REQUIRED WORK: For each line below, write it out exactly as it appears.
☆ ☆ ☆ ☆ ☆
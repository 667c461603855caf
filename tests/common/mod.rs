//! Shared test utilities and fixtures

#![allow(dead_code)]

use std::fs;
use std::path::{Path, PathBuf};

/// Frequency changes from the puzzle statement's walkthrough.
pub const WALKTHROUGH_DELTAS: &str = "+1\n-2\n+3\n+1\n";

/// The three claims from the puzzle statement.
pub const EXAMPLE_CLAIMS: &str = "#1 @ 1,3: 4x4\n#2 @ 3,1: 4x4\n#3 @ 5,5: 2x2\n";

/// Write `content` to `name` inside `dir` and return the full path.
pub fn write_input(dir: &Path, name: &str, content: &str) -> PathBuf {
    let path = dir.join(name);
    fs::write(&path, content).expect("write test input");
    path
}

/// Render deltas the way puzzle inputs do, with explicit signs.
pub fn signed_lines(deltas: &[i64]) -> String {
    deltas.iter().map(|delta| format!("{delta:+}\n")).collect()
}
//! drift CLI - reads a puzzle input file and prints the answers.
//!
//! ```text
//! drift calibrate [FILE] [--part one|two|both]
//! drift fabric    [FILE] [--part one|two|both]
//! ```
//!
//! Without `FILE` the path comes from `[inputs]` in `~/.drift/config.toml`.
//! Answers go to stdout; logs go to stderr, filtered by `DRIFT_LOG`, then the
//! config's `log.filter`, then `warn`.

use std::fs;
use std::io;
use std::path::{Path, PathBuf};

use anyhow::{Context, Result, bail};
use clap::{Parser, Subcommand, ValueEnum};
use tracing_subscriber::{EnvFilter, fmt, prelude::*};

use drift_config::DriftConfig;
use drift_core::{
    first_repeat, intact_claim, overlap_area, parse_claims, parse_deltas, resulting_frequency,
};

const LOG_ENV_VAR: &str = "DRIFT_LOG";

#[derive(Parser)]
#[command(name = "drift")]
#[command(about = "Frequency calibration and fabric claim solvers")]
struct Cli {
    #[command(subcommand)]
    command: Commands,
}

#[derive(Subcommand)]
enum Commands {
    /// Calibrate the device from a list of frequency changes
    Calibrate {
        /// Frequency change list, one signed integer per line
        file: Option<PathBuf>,
        /// Which answer to print
        #[arg(long, value_enum, default_value_t = Part::Both)]
        part: Part,
    },
    /// Measure overlapping fabric claims
    Fabric {
        /// Claim list, one `#id @ left,top: WxH` per line
        file: Option<PathBuf>,
        /// Which answer to print
        #[arg(long, value_enum, default_value_t = Part::Both)]
        part: Part,
    },
}

#[derive(Debug, Clone, Copy, PartialEq, Eq, ValueEnum)]
enum Part {
    One,
    Two,
    Both,
}

impl Part {
    fn includes_one(self) -> bool {
        matches!(self, Part::One | Part::Both)
    }

    fn includes_two(self) -> bool {
        matches!(self, Part::Two | Part::Both)
    }
}

fn init_tracing(config: Option<&DriftConfig>) {
    let env_filter = EnvFilter::try_from_env(LOG_ENV_VAR)
        .or_else(|_| EnvFilter::try_new(config.and_then(DriftConfig::log_filter).unwrap_or("warn")))
        .unwrap_or_else(|_| EnvFilter::new("warn"));

    // stdout carries only answers.
    tracing_subscriber::registry()
        .with(fmt::layer().with_writer(io::stderr))
        .with(env_filter)
        .init();
}

fn main() -> Result<()> {
    let cli = Cli::parse();

    let loaded = DriftConfig::load();
    let config = loaded.as_ref().ok().and_then(Option::as_ref);
    init_tracing(config);
    if let Err(err) = &loaded {
        tracing::warn!("Ignoring config: {err}");
    }

    let answers = match cli.command {
        Commands::Calibrate { file, part } => {
            let path = resolve_input(file, config.and_then(DriftConfig::frequency_path), "frequency")?;
            calibrate(&read_input(&path)?, part)?
        }
        Commands::Fabric { file, part } => {
            let path = resolve_input(file, config.and_then(DriftConfig::claims_path), "claims")?;
            fabric(&read_input(&path)?, part)?
        }
    };

    for answer in answers {
        println!("{answer}");
    }
    Ok(())
}

fn resolve_input(file: Option<PathBuf>, configured: Option<PathBuf>, key: &str) -> Result<PathBuf> {
    file.or(configured).with_context(|| {
        format!("no input file given and inputs.{key} is not set in the config")
    })
}

fn read_input(path: &Path) -> Result<String> {
    tracing::info!(path = %path.display(), "Reading puzzle input");
    fs::read_to_string(path).with_context(|| format!("failed to read {}", path.display()))
}

fn calibrate(input: &str, part: Part) -> Result<Vec<String>> {
    let deltas = parse_deltas(input)?;
    let mut answers = Vec::new();

    if part.includes_one() {
        let frequency = resulting_frequency(&deltas)?;
        answers.push(format!("Part 1: {frequency}"));
    }
    if part.includes_two() {
        let repeat = first_repeat(&deltas).context("no calibration frequency")?;
        tracing::info!(step = repeat.step, "First repeated frequency found");
        answers.push(format!("Part 2: {}", repeat.value));
    }

    Ok(answers)
}

fn fabric(input: &str, part: Part) -> Result<Vec<String>> {
    let claims = parse_claims(input)?;
    let mut answers = Vec::new();

    if part.includes_one() {
        answers.push(format!("Part 1: {}", overlap_area(&claims)));
    }
    if part.includes_two() {
        let Some(id) = intact_claim(&claims) else {
            bail!("every claim overlaps another claim");
        };
        answers.push(format!("Part 2: {id}"));
    }

    Ok(answers)
}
☆ ☆ ☆ ☆ ☆
SOLUTION TO THE PROBLEM:
repository 667c461603855caf
filename tests/common/mod.rs
//! Shared test utilities and fixtures

#![allow(dead_code)]

use std::fs;
use std::path::{Path, PathBuf};

/// Frequency changes from the puzzle statement's walkthrough.
pub const WALKTHROUGH_DELTAS: &str = "+1\n-2\n+3\n+1\n";

/// The three claims from the puzzle statement.
pub const EXAMPLE_CLAIMS: &str = "#1 @ 1,3: 4x4\n#2 @ 3,1: 4x4\n#3 @ 5,5: 2x2\n";

/// Write `content` to `name` inside `dir` and return the full path.
pub fn write_input(dir: &Path, name: &str, content: &str) -> PathBuf {
    let path = dir.join(name);
    fs::write(&path, content).expect("write test input");
    path
}

/// Render deltas the way puzzle inputs do, with explicit signs.
pub fn signed_lines(deltas: &[i64]) -> String {
    deltas.iter().map(|delta| format!("{delta:+}\n")).collect()
}
//! drift CLI - reads a puzzle input file and prints the answers.
//!
//! ```text
//! drift calibrate [FILE] [--part one|two|both]
//! drift fabric    [FILE] [--part one|two|both]
//! ```
//!
//! Without `FILE` the path comes from `[inputs]` in `~/.drift/config.toml`.
//! Answers go to stdout; logs go to stderr, filtered by `DRIFT_LOG`, then the
//! config's `log.filter`, then `warn`.

use std::fs;
use std::io;
use std::path::{Path, PathBuf};

use anyhow::{Context, Result, bail};
use clap::{Parser, Subcommand, ValueEnum};
use tracing_subscriber::{EnvFilter, fmt, prelude::*};

use drift_config::DriftConfig;
use drift_core::{
    first_repeat, intact_claim, overlap_area, parse_claims, parse_deltas, resulting_frequency,
};

const LOG_ENV_VAR: &str = "DRIFT_LOG";

#[derive(Parser)]
#[command(name = "drift")]
#[command(about = "Frequency calibration and fabric claim solvers")]
struct Cli {
    #[command(subcommand)]
    command: Commands,
}

#[derive(Subcommand)]
enum Commands {
    /// Calibrate the device from a list of frequency changes
    Calibrate {
        /// Frequency change list, one signed integer per line
        file: Option<PathBuf>,
        /// Which answer to print
        #[arg(long, value_enum, default_value_t = Part::Both)]
        part: Part,
    },
    /// Measure overlapping fabric claims
    Fabric {
        /// Claim list, one `#id @ left,top: WxH` per line
        file: Option<PathBuf>,
        /// Which answer to print
        #[arg(long, value_enum, default_value_t = Part::Both)]
        part: Part,
    },
}

#[derive(Debug, Clone, Copy, PartialEq, Eq, ValueEnum)]
enum Part {
    One,
    Two,
    Both,
}

impl Part {
    fn includes_one(self) -> bool {
        matches!(self, Part::One | Part::Both)
    }

    fn includes_two(self) -> bool {
        matches!(self, Part::Two | Part::Both)
    }
}

fn init_tracing(config: Option<&DriftConfig>) {
    let env_filter = EnvFilter::try_from_env(LOG_ENV_VAR)
        .or_else(|_| EnvFilter::try_new(config.and_then(DriftConfig::log_filter).unwrap_or("warn")))
        .unwrap_or_else(|_| EnvFilter::new("warn"));

    // stdout carries only answers.
    tracing_subscriber::registry()
        .with(fmt::layer().with_writer(io::stderr))
        .with(env_filter)
        .init();
}

fn main() -> Result<()> {
    let cli = Cli::parse();

    let loaded = DriftConfig::load();
    let config = loaded.as_ref().ok().and_then(Option::as_ref);
    init_tracing(config);
    if let Err(err) = &loaded {
        tracing::warn!("Ignoring config: {err}");
    }

    let answers = match cli.command {
        Commands::Calibrate { file, part } => {
            let path = resolve_input(file, config.and_then(DriftConfig::frequency_path), "frequency")?;
            calibrate(&read_input(&path)?, part)?
        }
        Commands::Fabric { file, part } => {
            let path = resolve_input(file, config.and_then(DriftConfig::claims_path), "claims")?;
            fabric(&read_input(&path)?, part)?
        }
    };

    for answer in answers {
        println!("{answer}");
    }
    Ok(())
}

fn resolve_input(file: Option<PathBuf>, configured: Option<PathBuf>, key: &str) -> Result<PathBuf> {
    file.or(configured).with_context(|| {
        format!("no input file given and inputs.{key} is not set in the config")
    })
}

fn read_input(path: &Path) -> Result<String> {
    tracing::info!(path = %path.display(), "Reading puzzle input");
    fs::read_to_string(path).with_context(|| format!("failed to read {}", path.display()))
}

fn calibrate(input: &str, part: Part) -> Result<Vec<String>> {
    let deltas = parse_deltas(input)?;
    let mut answers = Vec::new();

    if part.includes_one() {
        let frequency = resulting_frequency(&deltas)?;
        answers.push(format!("Part 1: {frequency}"));
    }
    if part.includes_two() {
        let repeat = first_repeat(&deltas).context("no calibration frequency")?;
        tracing::info!(step = repeat.step, "First repeated frequency found");
        answers.push(format!("Part 2: {}", repeat.value));
    }

    Ok(answers)
}

fn fabric(input: &str, part: Part) -> Result<Vec<String>> {
    let claims = parse_claims(input)?;
    let mut answers = Vec::new();

    if part.includes_one() {
        answers.push(format!("Part 1: {}", overlap_area(&claims)));
    }
    if part.includes_two() {
        let Some(id) = intact_claim(&claims) else {
            bail!("every claim overlaps another claim");
        };
        answers.push(format!("Part 2: {id}"));
    }

    Ok(answers)
}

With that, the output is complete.